§ **MATERIAL FOR THIS EXERCISE**

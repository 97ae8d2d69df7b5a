//! Our error types for inverter communications.

use thiserror::Error;

pub type Result<T> = core::result::Result<T, ModbusError>;

/// Outcome of a single request/response exchange with the inverter.
///
/// These are always returned, never escalated: the driver counts them and
/// moves on to the next register.
#[derive(Error, Debug, Clone, Copy, PartialEq, Eq)]
pub enum ModbusError {
    #[error("No response within the deadline")]
    Timeout,
    #[error("Checksum mismatch")]
    ChecksumFailure,
    #[error("Exception response, code {0:#04x}")]
    ExceptionResponse(u8),
    #[error("Transport not connected")]
    NotConnected,
    #[error("Response does not match the request")]
    UnexpectedResponse,
    #[error("Incomplete frame")]
    IncompleteFrame,
}

impl From<rmodbus::ErrorKind> for ModbusError {
    /// rmodbus only fails while assembling a request if the frame would not fit.
    fn from(_err: rmodbus::ErrorKind) -> Self {
        ModbusError::IncompleteFrame
    }
}

/// Reasons the acquisition driver could not be brought up.
///
/// Startup failure is fatal for the acquisition task. Whoever constructed the
/// driver decides whether to try again.
#[derive(Error, Debug)]
pub enum InitError {
    #[error("No inverter profile at index {0}")]
    UnknownProfile(usize),
    #[error("Failed to open serial port {port}: {source}")]
    SerialPort {
        port: String,
        #[source]
        source: serialport::Error,
    },
    #[error("Failed to resolve inverter address {0}")]
    Address(String),
    #[error("Transport failed to connect: {0}")]
    Connect(#[from] ModbusError),
    #[error("Failed to spawn the poll thread: {0}")]
    Spawn(#[source] std::io::Error),
}
//! JitBind CLI Tool
//!
//! Main entry point for the jitbind command-line interface.

use anyhow::Context;
use clap::{Parser, Subcommand};
use jitbind_tools::{CheckArgs, GenerateArgs, run_check, run_generate};
use tracing::Level;

#[derive(Parser)]
#[command(name = "jitbind")]
#[command(about = "JitBind - Flat and object-oriented bindings for a JIT builder API")]
#[command(version = "0.1.0")]
struct Cli {
    /// Verbose output
    #[arg(short, long, global = true)]
    verbose: bool,

    #[command(subcommand)]
    command: Commands,
}

#[derive(Subcommand)]
enum Commands {
    /// Generate bindings from an API description
    Generate(GenerateArgs),
    /// Validate an API description without writing anything
    Check(CheckArgs),
}

fn main() -> anyhow::Result<()> {
    let cli = Cli::parse();

    // Initialize tracing
    let level = if cli.verbose { Level::DEBUG } else { Level::INFO };
    tracing_subscriber::fmt().with_max_level(level).init();

    match cli.command {
        Commands::Generate(args) => {
            let summary = run_generate(&args).with_context(|| format!("Generating bindings from {}", args.api.display()))?;
            let stats = &summary.stats;
            println!("Generated {} artifacts ({} bytes) in {} ms", stats.artifact_count, stats.total_bytes, stats.generation_time_ms);
            println!("Classes: {}", stats.class_count);
            println!("Free functions: {}", stats.free_function_count);
            println!("Member definitions: {}", stats.function_count);
        }
        Commands::Check(args) => {
            let summary = run_check(&args).with_context(|| format!("Checking {}", args.api.display()))?;
            if args.json {
                println!("{}", summary.to_json()?);
            } else {
                println!("{} is valid", args.api.display());
                println!("Classes: {}", summary.classes);
                println!("Free functions: {}", summary.free_functions);
                println!("Member functions: {} ({} callbacks)", summary.member_functions, summary.callbacks);
            }
        }
    }

    Ok(())
}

§ **PROBLEM DETAILS**
Using the records above, select and copy every line that has the word "enum".

§ **THE ANSWER**
pub enum ModbusError {
pub enum InitError {
enum Commands {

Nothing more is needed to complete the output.